Figura 11. Cabra Majorera. (FEAGAS).
La producción media de las cabras de raza Majorera es de 551,3 kg de leche en 210 días de
lactación. Por otra parte, un elevado porcentaje de cabras mantienen durante ese periodo una producción media superior a 2 kg de leche por día. Con una composición media de la leche de: Grasa =
3,94%; Proteína = 3,90%; Lactosa = 4,55%; Extracto Seco = 13,19% (Fresno, 1993).
Hay que tener en cuenta que una buena parte de la leche de estas cabras es destinada a la
elaboración de queso artesanal o industrial, el cual se consume después de unos días de oreo, o bien
se deja madurar largo tiempo, en ambiente templado y seco. El queso que se va a conservar más
tiempo puede untarse con aceite, pimentón y/o gofio, lo que le confiere características peculiares.
Su masa al corte aparece compacta, de textura cremosa y sabor acídulo y algo picante. Es de color
blanco, tomando un ligero tono marfileño en quesos curados (Fresno y Álvarez, 2007).
31
Efecto de la frecuencia de ordeño sobre la producción, fraccionamiento lechero
y parámetros de calidad de la leche en las cabras canarias
∑ Raza Palmera.
Tiene su origen en la población caprina prehispánica en la isla de La Palma. Al ser esta isla un
lugar de paso en las rutas veleras con destino a América, la raza Palmera se vio influenciada por las
razas del suroeste de la Península Ibérica. Sin embargo, este genotipo tuvo un mayor aislamiento que
las otras razas canarias, lo que la aproxima más a la cabra prehispánica, y sustenta su diferenciación
genética, que permite una extraordinaria rusticidad y capacidad de adaptación a zonas abruptas de
montaña (Martínez y col., 2006).
En la década de los setenta la raza experimentó cruces con animales pertenecientes a la población Majorera con objeto de aumentar la producción de leche, debido a la errónea política en ese
momento de considerar a las tres razas canarias como una sola. Aquellos cruzamientos implicaron un
trabajo posterior enorme y complicado, aunque afortunadamente con resultados satisfactorios, para
eliminar los genes foráneos ya que los híbridos no se adaptaban a las condiciones de explotación de
la Isla de La Palma (Capote y col., 1993).
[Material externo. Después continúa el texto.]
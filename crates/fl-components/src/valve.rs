//! Valves and check valves.
//!
//! Liquid losses come from per-type minor-loss correlations, or from the
//! flow-factor relation when the valve is characterised only by its flow
//! coefficient. Gas losses always use the gas flow-factor relation with the
//! ideal-gas density at the local state.
//!
//! The open/closed flag is configuration: a valve on the chain is always
//! evaluated as flowing.

use crate::common::{EPSILON_MDOT, check_finite, check_positive, dynamic_pressure, mean_velocity};
use crate::diagnostics::EvalContext;
use crate::error::{ComponentError, ComponentResult};
use crate::state::ComponentState;
use crate::traits::{ChainComponent, PressureDrop, Step};
use fl_core::units::constants::{PA_PER_BAR, R_AIR, RHO_WATER};
use fl_core::units::{Angle, Length, Pressure, deg, pa, to_bar, to_deg};
use fl_fluids::{Gas, Liquid, Node, Substance};

/// Constant of the gas flow-factor relation (L/min, bar, K).
const GAS_FLOW_FACTOR_CONSTANT: f64 = 8062.0;

/// Valve body type; selects the liquid loss correlation.
#[derive(Debug, Clone, Copy, PartialEq, Eq)]
pub enum ValveType {
    Ball,
    Butterfly,
    Gate,
    Globe,
    Solenoid,
    Needle,
    Generic,
}

/// How the valve is operated. Informational only.
#[derive(Debug, Clone, Copy, PartialEq, Eq, Default)]
pub enum Actuation {
    #[default]
    Manual,
    Solenoid,
    Pneumatic,
}

/// Liquid flow-factor loss: ΔP = 1 bar · SG · (Q/Kf)², Q in m³/h.
pub fn flow_factor_liquid_drop(liquid: &Liquid, mdot: f64, flow_factor: f64) -> f64 {
    let rho = liquid.density().value;
    let sg = rho / RHO_WATER;
    let q_m3h = mdot / rho * 3600.0;
    PA_PER_BAR * sg * (q_m3h / flow_factor).powi(2)
}

/// Gas flow-factor loss: ΔP = 1 bar · SG · T · (Q/Kf)² / (8062² · P), Q in L/min, P in bar.
///
/// SG is the density ratio to air at the same state.
pub fn flow_factor_gas_drop(
    gas: &Gas,
    node: &Node,
    flow_factor: f64,
) -> ComponentResult<f64> {
    let rho = gas.density(node.pressure(), node.temperature())?.value;
    let sg = R_AIR / gas.gas_constant().value;
    let q_lpm = node.mass_flow().value / rho * 1000.0 * 60.0;
    let t = node.temperature().value;
    let p_bar = to_bar(node.pressure());
    Ok(PA_PER_BAR * sg * t * (q_lpm / flow_factor).powi(2)
        / (GAS_FLOW_FACTOR_CONSTANT.powi(2) * p_bar))
}

/// Normalise a configured flow coefficient: non-positive means "not supplied".
fn supplied(coefficient: f64) -> Option<f64> {
    (coefficient.is_finite() && coefficient > 0.0).then_some(coefficient)
}

fn flow_factor_or_unity(name: &str, coefficient: Option<f64>) -> f64 {
    coefficient.unwrap_or_else(|| {
        tracing::debug!(component = name, "no flow coefficient supplied, using 1.0");
        1.0
    })
}

/// Shutoff or control valve.
#[derive(Debug, Clone)]
pub struct Valve {
    name: String,
    valve_type: ValveType,
    actuation: Actuation,
    diameter: Length,
    flow_coefficient: Option<f64>,
    /// Closure angle for ball/butterfly bodies; 0 is fully open.
    closure_angle: Angle,
    /// Gate lift; `None` is fully open (lift = diameter).
    gate_lift: Option<Length>,
    open: bool,
}

impl Valve {
    /// Create an open, manually actuated valve.
    pub fn new(
        name: impl Into<String>,
        valve_type: ValveType,
        diameter: Length,
    ) -> ComponentResult<Self> {
        check_positive(diameter.value, "valve diameter must be positive")?;
        Ok(Self {
            name: name.into(),
            valve_type,
            actuation: Actuation::Manual,
            diameter,
            flow_coefficient: None,
            closure_angle: deg(0.0),
            gate_lift: None,
            open: true,
        })
    }

    pub fn with_actuation(mut self, actuation: Actuation) -> Self {
        self.actuation = actuation;
        self
    }

    /// Set the flow coefficient; a non-positive value means "not supplied".
    pub fn with_flow_coefficient(mut self, coefficient: f64) -> Self {
        self.flow_coefficient = supplied(coefficient);
        self
    }

    pub fn with_closure_angle(mut self, angle: Angle) -> ComponentResult<Self> {
        let a = to_deg(angle);
        if !a.is_finite() || !(0.0..90.0).contains(&a) {
            return Err(ComponentError::InvalidArg {
                what: "closure angle must be in [0, 90) degrees",
            });
        }
        self.closure_angle = angle;
        Ok(self)
    }

    pub fn with_gate_lift(mut self, lift: Length) -> ComponentResult<Self> {
        check_positive(lift.value, "gate lift must be positive")?;
        self.gate_lift = Some(lift);
        Ok(self)
    }

    pub fn valve_type(&self) -> ValveType {
        self.valve_type
    }

    pub fn actuation(&self) -> Actuation {
        self.actuation
    }

    pub fn diameter(&self) -> Length {
        self.diameter
    }

    pub fn flow_coefficient(&self) -> Option<f64> {
        self.flow_coefficient
    }

    pub fn is_open(&self) -> bool {
        self.open
    }

    pub fn open(&mut self) {
        self.open = true;
    }

    pub fn close(&mut self) {
        self.open = false;
    }

    pub fn set_open(&mut self, open: bool) {
        self.open = open;
    }

    /// Minor-loss coefficient of the body, or `None` for flow-factor types.
    pub fn loss_coefficient(&self) -> Option<f64> {
        let d = self.diameter.value;
        let xi = match self.valve_type {
            ValveType::Ball => 0.0946 * (0.1106 * to_deg(self.closure_angle)).exp(),
            ValveType::Butterfly => 0.3166 * (0.0958 * to_deg(self.closure_angle)).exp(),
            ValveType::Gate => {
                let lift = self.gate_lift.map_or(d, |h| h.value.min(d));
                116.34 * (-7.98 * lift / d).exp()
            }
            ValveType::Globe => 1.0973 * d.powf(-0.5955),
            ValveType::Solenoid | ValveType::Needle | ValveType::Generic => return None,
        };
        Some(xi)
    }

    fn liquid_drop(&self, liquid: &Liquid, mdot: f64) -> f64 {
        match self.loss_coefficient() {
            Some(xi) => {
                let rho = liquid.density().value;
                xi * dynamic_pressure(rho, mean_velocity(mdot, rho, self.diameter.value))
            }
            None => flow_factor_liquid_drop(
                liquid,
                mdot,
                flow_factor_or_unity(&self.name, self.flow_coefficient),
            ),
        }
    }
}

impl PressureDrop for Valve {
    fn pressure_drop(
        &self,
        node: &Node,
        _state: &mut ComponentState,
        _ctx: &mut EvalContext,
    ) -> ComponentResult<Pressure> {
        if !self.open {
            tracing::debug!(component = %self.name, "valve is configured closed; evaluated as flowing");
        }
        let mdot = node.mass_flow().value;
        if mdot < EPSILON_MDOT {
            return Ok(pa(0.0));
        }

        let dp = match node.substance() {
            Substance::Liquid(l) => self.liquid_drop(l, mdot),
            Substance::Gas(g) => flow_factor_gas_drop(
                g,
                node,
                flow_factor_or_unity(&self.name, self.flow_coefficient),
            )?,
        };
        check_finite(dp, "valve pressure drop")?;
        Ok(pa(dp))
    }
}

impl ChainComponent for Valve {
    fn name(&self) -> &str {
        &self.name
    }

    fn kind(&self) -> &'static str {
        "Valve"
    }

    fn step(
        &self,
        node: &Node,
        state: &mut ComponentState,
        ctx: &mut EvalContext,
    ) -> ComponentResult<Step> {
        Ok(Step::Drop(self.pressure_drop(node, state, ctx)?))
    }
}

/// Non-return valve.
#[derive(Debug, Clone)]
pub struct CheckValve {
    name: String,
    actuation: Actuation,
    diameter: Length,
    flow_coefficient: Option<f64>,
    open: bool,
}

impl CheckValve {
    pub fn new(name: impl Into<String>, diameter: Length) -> ComponentResult<Self> {
        check_positive(diameter.value, "check valve diameter must be positive")?;
        Ok(Self {
            name: name.into(),
            actuation: Actuation::Manual,
            diameter,
            flow_coefficient: None,
            open: true,
        })
    }

    pub fn with_actuation(mut self, actuation: Actuation) -> Self {
        self.actuation = actuation;
        self
    }

    pub fn with_flow_coefficient(mut self, coefficient: f64) -> Self {
        self.flow_coefficient = supplied(coefficient);
        self
    }

    pub fn actuation(&self) -> Actuation {
        self.actuation
    }

    pub fn diameter(&self) -> Length {
        self.diameter
    }

    pub fn is_open(&self) -> bool {
        self.open
    }

    pub fn set_open(&mut self, open: bool) {
        self.open = open;
    }

    /// Cubic fit of the loss coefficient in the bore diameter (m).
    pub fn loss_coefficient(&self) -> f64 {
        let d = self.diameter.value;
        1.07 + 5.16 * d - 6.71 * d * d + 4.93 * d * d * d
    }
}

impl PressureDrop for CheckValve {
    fn pressure_drop(
        &self,
        node: &Node,
        _state: &mut ComponentState,
        _ctx: &mut EvalContext,
    ) -> ComponentResult<Pressure> {
        let mdot = node.mass_flow().value;
        if mdot < EPSILON_MDOT {
            return Ok(pa(0.0));
        }
        let dp = match node.substance() {
            Substance::Liquid(l) => {
                let rho = l.density().value;
                self.loss_coefficient()
                    * dynamic_pressure(rho, mean_velocity(mdot, rho, self.diameter.value))
            }
            Substance::Gas(g) => flow_factor_gas_drop(
                g,
                node,
                flow_factor_or_unity(&self.name, self.flow_coefficient),
            )?,
        };
        check_finite(dp, "check valve pressure drop")?;
        Ok(pa(dp))
    }
}

impl ChainComponent for CheckValve {
    fn name(&self) -> &str {
        &self.name
    }

    fn kind(&self) -> &'static str {
        "CheckValve"
    }

    fn step(
        &self,
        node: &Node,
        state: &mut ComponentState,
        ctx: &mut EvalContext,
    ) -> ComponentResult<Step> {
        Ok(Step::Drop(self.pressure_drop(node, state, ctx)?))
    }
}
El prototipo racial responde a las siguientes características (Figura 12): Cabeza de tamaño
pequeño, corta y ancha, con perfil fronto-nasal recto o subcóncavo, orejas más bien cortas y una
cornamenta destacada, con predominancia del tipo heteronima. Tronco largo, con línea dorso-lumbar
recta. En sus capas predomina el color rojizo y el pelo es de longitud media. Ubre más recogida que
en las otras razas canarias, de tipo globosa, color negro o pardo, y con pezones más bien pequeños
(Esteban-Muñoz, 2008).
Figura 12. Cabra Palmera. (CRDOP Queso Palmero).
32
INTRODUCCIÓN
La producción media tipificada a 210 días de lactación, es de 362,6 kg de leche, con una producción de gran persistencia, lo que permite ampliar el periodo de lactación a 240-270 días. La calidad
media de la leche es de: Grasa = 4,06%; Proteína = 4,21%; Lactosa = 4,66%; Extracto Seco = 13,75%
(Fresno, 1993).
La producción de leche de la cabra Palmera va destinada a la fabricación de queso de tipo
artesanal. Se trata de un queso graso o extragraso, elaborado con leche cruda y entera, y se comercializa tanto tierno (de 8 a 20 días), como semicurado (21 a 60 días) y curado (a partir de 60 días).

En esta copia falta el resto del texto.